DATA UNDER STUDY:
=-=-=-=-=
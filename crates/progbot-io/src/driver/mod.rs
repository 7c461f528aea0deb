//! Peripheral driver abstraction used inside the worker process.
//!
//! Implementations talk to the camera hardware directly and are allowed to
//! block (or hang) in any call. They only ever run inside the worker
//! subprocess, where a stuck call costs the supervisor nothing but a
//! stop-ladder escalation.

pub mod synthetic;

use crate::bridge::protocol::{DriverMode, Reply, ScanHit, SymbolKind};
use crate::frame::{Frame, FrameError};

pub use synthetic::{FaultPoint, SyntheticConfig, SyntheticDriver};

/// Errors raised by a peripheral driver. They never leave the worker as
/// anything but an `{error}` result.
#[derive(Debug, thiserror::Error)]
pub enum DriverError {
    #[error("no camera initialized")]
    NotInitialized,

    #[error("not found")]
    NotFound,

    #[error("{0}")]
    Device(String),

    #[error(transparent)]
    Frame(#[from] FrameError),
}

impl DriverError {
    pub fn device(message: impl Into<String>) -> Self {
        Self::Device(message.into())
    }
}

/// Camera acquisition and symbol decoding.
pub trait PeripheralDriver: Send + 'static {
    /// Bring the camera up. Returns the driver kind actually in use.
    fn init(&mut self, mode: DriverMode) -> Result<String, DriverError>;

    fn capture(&mut self) -> Result<Frame, DriverError>;

    /// Full-size symbol decode on a preprocessed (square, grayscale) frame.
    fn decode_primary(&mut self, frame: &Frame) -> Option<String>;

    /// Small-variant decode, tried when the primary decoder finds nothing.
    fn decode_secondary(&mut self, frame: &Frame) -> Result<Option<String>, DriverError>;

    /// Release the camera. Known to hang on some hardware in a bad state.
    fn release(&mut self) -> Result<(), DriverError>;
}

/// Capture up to `retries` frames and return the first successful decode.
pub fn scan<D: PeripheralDriver + ?Sized>(
    driver: &mut D,
    retries: u32,
) -> Result<ScanHit, DriverError> {
    for attempt in 1..=retries {
        let frame = match driver.capture() {
            Ok(frame) => frame,
            Err(DriverError::NotInitialized) => return Err(DriverError::NotInitialized),
            Err(e) => {
                tracing::debug!(attempt, error = %e, "Capture failed during scan");
                continue;
            }
        };
        let frame = frame.center_square().to_grayscale();

        if let Some(data) = driver.decode_primary(&frame) {
            return Ok(ScanHit {
                data,
                kind: SymbolKind::Primary,
                attempt,
            });
        }

        match driver.decode_secondary(&frame) {
            Ok(Some(data)) => {
                return Ok(ScanHit {
                    data,
                    kind: SymbolKind::Secondary,
                    attempt,
                });
            }
            Ok(None) => {}
            Err(e) => tracing::debug!(attempt, error = %e, "Secondary decoder error"),
        }
    }

    Err(DriverError::NotFound)
}

/// Run one typed command against the driver.
pub(crate) fn dispatch<D: PeripheralDriver + ?Sized>(
    driver: &mut D,
    command: crate::bridge::protocol::Command,
) -> Result<Reply, DriverError> {
    use crate::bridge::protocol::Command;

    match command {
        Command::Init { mode } => driver.init(mode).map(|driver_kind| Reply::Init {
            success: true,
            driver_kind,
        }),
        Command::Capture => driver
            .capture()
            .map(|frame| Reply::Capture(frame.into_payload())),
        Command::Scan { retries } => scan(driver, retries).map(Reply::Scan),
        Command::Cleanup => driver.release().map(|()| Reply::Cleanup { success: true }),
    }
}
=-=-=-=-=
DESCRIPTION OF THE TASK: If a line above holds the string "Reply", copy it out.

RESULT FOR THIS TASK:
use crate::bridge::protocol::{DriverMode, Reply, ScanHit, SymbolKind};
) -> Result<Reply, DriverError> {
        Command::Init { mode } => driver.init(mode).map(|driver_kind| Reply::Init {
            .map(|frame| Reply::Capture(frame.into_payload())),
        Command::Scan { retries } => scan(driver, retries).map(Reply::Scan),
        Command::Cleanup => driver.release().map(|()| Reply::Cleanup { success: true }),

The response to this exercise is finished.